# Dometic Fridge door problem



## j50jwr (May 9, 2006)

Hi There, I have a new van fitted with a two door Dometic RMD8505 fridge. The doors are opened with a latch operated by a button in the top edge of the door ( bottom edge for upper door) The upper freezer door button can no longer be moved and therefore the door cannot be opened. As it is a new van the dealer will be contacted, but I am asking if anyone else has heard of the fault.

Regards John


----------



## Pudsey_Bear (Sep 25, 2008)

It rings a bell, I think there was a similar/same fridge not long ago where the buttons froze due to water getting into the mech.

If this is the case it could be a none fixer, it's a freezer, hence moisture, lots of it and usually cold, perhaps a food safe grease could be put into the mech if it could be got into.

I hope I'm mistaken.


----------



## premiermotorhomes (Feb 13, 2008)

Good morning

Dometic have a number of appointed mobile engineers who can undertake warranty repairs for you. You can locate your nearest engineer here: http://dometicapproved.co.uk/service.aspx.

Regards,
Chris


----------



## Toddles (Sep 10, 2007)

Hi John,

I have had the very same problem with the freezer door, same model as yours. My van is only 8 months old.

Finally, the Dometic Engineer came to my house and fixed the problem straightaway. He lives at Wroxham, so not too far from you. His details are :

Mike Meachen, www.mandgleisure.co.uk
Mobile. 07777 633252
Landline. 0844 504 2460

He is very knowledgable and would recommend him to you.

This was only fixed two weeks ago so it has not been thoroughly tested yet, but I feel confident that the problem has been solved.

This work was carried out under warranty, foc.

Hope this is helpful to you.

Regards,
Tony


----------



## Pudsey_Bear (Sep 25, 2008)

What caused it and how did he fix it?


----------



## Webby1 (Mar 11, 2012)

*Dometic switches*

Whilst I agree that in the warranty period you should get any items repaired............I think it's important to understand how these things work.
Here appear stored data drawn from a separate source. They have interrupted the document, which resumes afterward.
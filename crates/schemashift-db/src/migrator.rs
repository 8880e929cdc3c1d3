use std::collections::BTreeSet;
use std::sync::Arc;

use schemashift_common::{Direction, Error, MigrationRecord, Result, RevertTarget};
use schemashift_config::DatabaseConfig;
use tracing::{error, info, warn};

use crate::connection::{ConfigConnector, Connection, Connector};
use crate::source::{DirectorySource, Migration, MigrationSource};
use crate::state_store::StateStore;

/// A migration whose up or down step failed, stopping the run.
#[derive(Debug)]
pub struct MigrationFailure {
    pub name: String,
    pub error: Error,
}

/// What one call to [`Migrator::run`] did.
#[derive(Debug)]
pub struct RunReport {
    pub direction: Direction,
    pub applied: Vec<String>,
    pub reverted: Vec<String>,
    /// Batch number shared by everything applied in this run.
    pub batch: Option<i64>,
    pub failure: Option<MigrationFailure>,
}

impl RunReport {
    fn new(direction: Direction) -> Self {
        Self {
            direction,
            applied: Vec::new(),
            reverted: Vec::new(),
            batch: None,
            failure: None,
        }
    }

    pub fn is_success(&self) -> bool {
        self.failure.is_none()
    }

    /// Nothing was applied or reverted and nothing failed.
    pub fn is_noop(&self) -> bool {
        self.applied.is_empty() && self.reverted.is_empty() && self.failure.is_none()
    }
}

/// Applied state of one migration, as reported by [`Migrator::status`].
#[derive(Debug, Clone, PartialEq, Eq)]
pub struct MigrationStatus {
    pub name: String,
    pub record: Option<MigrationRecord>,
    /// False when the tracking table names a migration the source no longer has.
    pub in_source: bool,
}

impl MigrationStatus {
    pub fn is_applied(&self) -> bool {
        self.record.is_some()
    }
}

/// Names in `listing` absent from `applied`, keeping the listing's order.
pub fn pending_migrations(listing: &[String], applied: &BTreeSet<String>) -> Vec<String> {
    listing
        .iter()
        .filter(|name| !applied.contains(*name))
        .cloned()
        .collect()
}

/// Batch for a new `up` run, given the highest batch already stored.
/// Unlike a bare `MAX(batch)`, each run gets a fresh batch and an empty table starts at 1.
pub fn next_batch(max_batch: Option<i64>) -> i64 {
    max_batch.map_or(1, |b| b + 1)
}

/// Reconciles a migration source against the tracking table.
///
/// Each run opens its own connection and closes it before returning, whatever
/// the outcome.
pub struct Migrator {
    config: DatabaseConfig,
    store: StateStore,
    source: Box<dyn MigrationSource>,
    connector: Box<dyn Connector>,
    revert_target: RevertTarget,
}

impl Migrator {
    pub fn new(config: DatabaseConfig, source: impl MigrationSource + 'static) -> Result<Self> {
        let store = StateStore::new(config.migrations_table.clone())?;
        Ok(Self {
            connector: Box::new(ConfigConnector::new(config.clone())),
            config,
            store,
            source: Box::new(source),
            revert_target: RevertTarget::default(),
        })
    }

    /// Read migrations from the configured `migrations_dir`.
    pub fn from_config(config: DatabaseConfig) -> Result<Self> {
        let source = DirectorySource::new(config.migrations_dir.clone());
        Self::new(config, source)
    }

    pub fn with_connector(mut self, connector: impl Connector + 'static) -> Self {
        self.connector = Box::new(connector);
        self
    }

    pub fn with_revert_target(mut self, target: RevertTarget) -> Self {
        self.revert_target = target;
        self
    }

    pub fn config(&self) -> &DatabaseConfig {
        &self.config
    }

    pub fn state_store(&self) -> &StateStore {
        &self.store
    }

    pub async fn up(&self) -> Result<RunReport> {
        self.run(Direction::Up).await
    }

    pub async fn down(&self) -> Result<RunReport> {
        self.run(Direction::Down).await
    }

    pub async fn run(&self, direction: Direction) -> Result<RunReport> {
        let mut conn = self.connector.connect().await?;

        let result = match direction {
            Direction::Up => self.apply_pending(&mut *conn).await,
            Direction::Down => self.revert_one(&mut *conn).await,
        };

        if let Err(e) = conn.close() {
            warn!("failed to close connection: {e}");
        }
        result
    }

    /// Every source migration with its tracking record, followed by records
    /// whose migration is gone from the source.
    pub async fn status(&self) -> Result<Vec<MigrationStatus>> {
        let mut conn = self.connector.connect().await?;
        let result = self.collect_status(&mut *conn).await;
        if let Err(e) = conn.close() {
            warn!("failed to close connection: {e}");
        }
        result
    }

    async fn collect_status(&self, conn: &mut dyn Connection) -> Result<Vec<MigrationStatus>> {
        self.store.ensure_table(conn).await?;
        let mut records = self.store.list_applied(conn).await?;
        let listing = self.source.list().await?;

        let mut statuses = Vec::with_capacity(listing.len());
        for name in listing {
            let record = records
                .iter()
                .position(|r| r.name == name)
                .map(|idx| records.remove(idx));
            statuses.push(MigrationStatus {
                name,
                record,
                in_source: true,
            });
        }
        statuses.extend(records.into_iter().map(|record| MigrationStatus {
            name: record.name.clone(),
            record: Some(record),
            in_source: false,
        }));
        Ok(statuses)
    }

    async fn apply_pending(&self, conn: &mut dyn Connection) -> Result<RunReport> {
        let mut report = RunReport::new(Direction::Up);

        self.store.ensure_table(conn).await?;
        let applied = self.store.applied_names(conn).await?;
        // Read once: everything applied in this run shares the batch.
        let batch = next_batch(self.store.max_batch(conn).await?);

        let listing = self.source.list().await?;
        let pending = pending_migrations(&listing, &applied);
        if pending.is_empty() {
            info!("nothing to migrate ({} already applied)", applied.len());
            return Ok(report);
        }

        info!("{} pending migration(s), batch {batch}", pending.len());
        report.batch = Some(batch);

        for name in pending {
            let migration = match self.source.load(&name).await {
                Ok(migration) => migration,
                Err(e) => {
                    error!("error loading migration {name}: {e}");
                    report.failure = Some(MigrationFailure {
                        error: Error::migration(&name, e),
                        name,
                    });
                    break;
                }
            };

            match self.apply_one(conn, &migration, batch).await? {
                Ok(()) => {
                    info!("executed migration: {name}");
                    report.applied.push(name);
                }
                Err(e) => {
                    error!("error executing migration {name}: {e}");
                    report.failure = Some(MigrationFailure {
                        error: Error::migration(&name, e),
                        name,
                    });
                    break;
                }
            }
        }

        Ok(report)
    }

    /// Outer error: tracking table or transaction failure, fatal to the run.
    /// Inner error: the migration itself failed.
    async fn apply_one(
        &self,
        conn: &mut dyn Connection,
        migration: &Arc<dyn Migration>,
        batch: i64,
    ) -> Result<Result<()>> {
        let name = migration.name();

        if self.config.transactional {
            conn.begin().await?;
        }

        if let Err(e) = migration.up(conn).await {
            if self.config.transactional {
                rollback(conn, name).await;
            }
            return Ok(Err(e));
        }

        self.store.record(conn, name, batch).await?;

        if self.config.transactional {
            conn.commit().await?;
        }
        Ok(Ok(()))
    }

    async fn revert_one(&self, conn: &mut dyn Connection) -> Result<RunReport> {
        let mut report = RunReport::new(Direction::Down);

        self.store.ensure_table(conn).await?;
        let listing = self.source.list().await?;

        let Some(name) = self.revert_candidate(conn, &listing).await? else {
            return Ok(report);
        };

        let migration = match self.source.load(&name).await {
            Ok(migration) => migration,
            Err(e) => {
                error!("error loading migration {name}: {e}");
                report.failure = Some(MigrationFailure {
                    error: Error::migration(&name, e),
                    name,
                });
                return Ok(report);
            }
        };

        if self.config.transactional {
            conn.begin().await?;
        }

        if let Err(e) = migration.down(conn).await {
            if self.config.transactional {
                rollback(conn, &name).await;
            }
            error!("error reverting migration {name}: {e}");
            report.failure = Some(MigrationFailure {
                error: Error::migration(&name, e),
                name,
            });
            return Ok(report);
        }

        self.store.remove(conn, &name).await?;

        if self.config.transactional {
            conn.commit().await?;
        }

        info!("reverted migration: {name}");
        report.reverted.push(name);
        Ok(report)
    }

    async fn revert_candidate(
        &self,
        conn: &mut dyn Connection,
        listing: &[String],
    ) -> Result<Option<String>> {
        match self.revert_target {
            RevertTarget::LastInDirectory => {
                let Some(last) = listing.last() else {
                    info!("no migrations found; nothing to revert");
                    return Ok(None);
                };
                let applied = self.store.applied_names(conn).await?;
                if !applied.contains(last) {
                    info!("latest migration {last} is not applied; nothing to revert");
                    return Ok(None);
                }
                Ok(Some(last.clone()))
            }
            RevertTarget::LastApplied => {
                let Some(record) = self.store.last_applied(conn).await? else {
                    info!("no applied migrations; nothing to revert");
                    return Ok(None);
                };
                if !listing.contains(&record.name) {
                    return Err(Error::NotFound(format!(
                        "migration {} is recorded as applied but missing from {}",
                        record.name,
                        self.config.migrations_dir.display()
                    )));
                }
                Ok(Some(record.name))
            }
        }
    }
}

async fn rollback(conn: &mut dyn Connection, name: &str) {
    if let Err(e) = conn.rollback().await {
        warn!("failed to roll back transaction for {name}: {e}");
    }
}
I have no doubt that many of the switches and catches in motorhomes are "made to fail" (bring on the 3D printers that will do away with these crazy prices for a piece of plastic)

I replaced ours with a cut down plastic strip and a larger screw
Yours may not be the same but you get the idea


----------



## j50jwr (May 9, 2006)

*many thanks*

Hi There, many thanks to you all, just returned from a WE away.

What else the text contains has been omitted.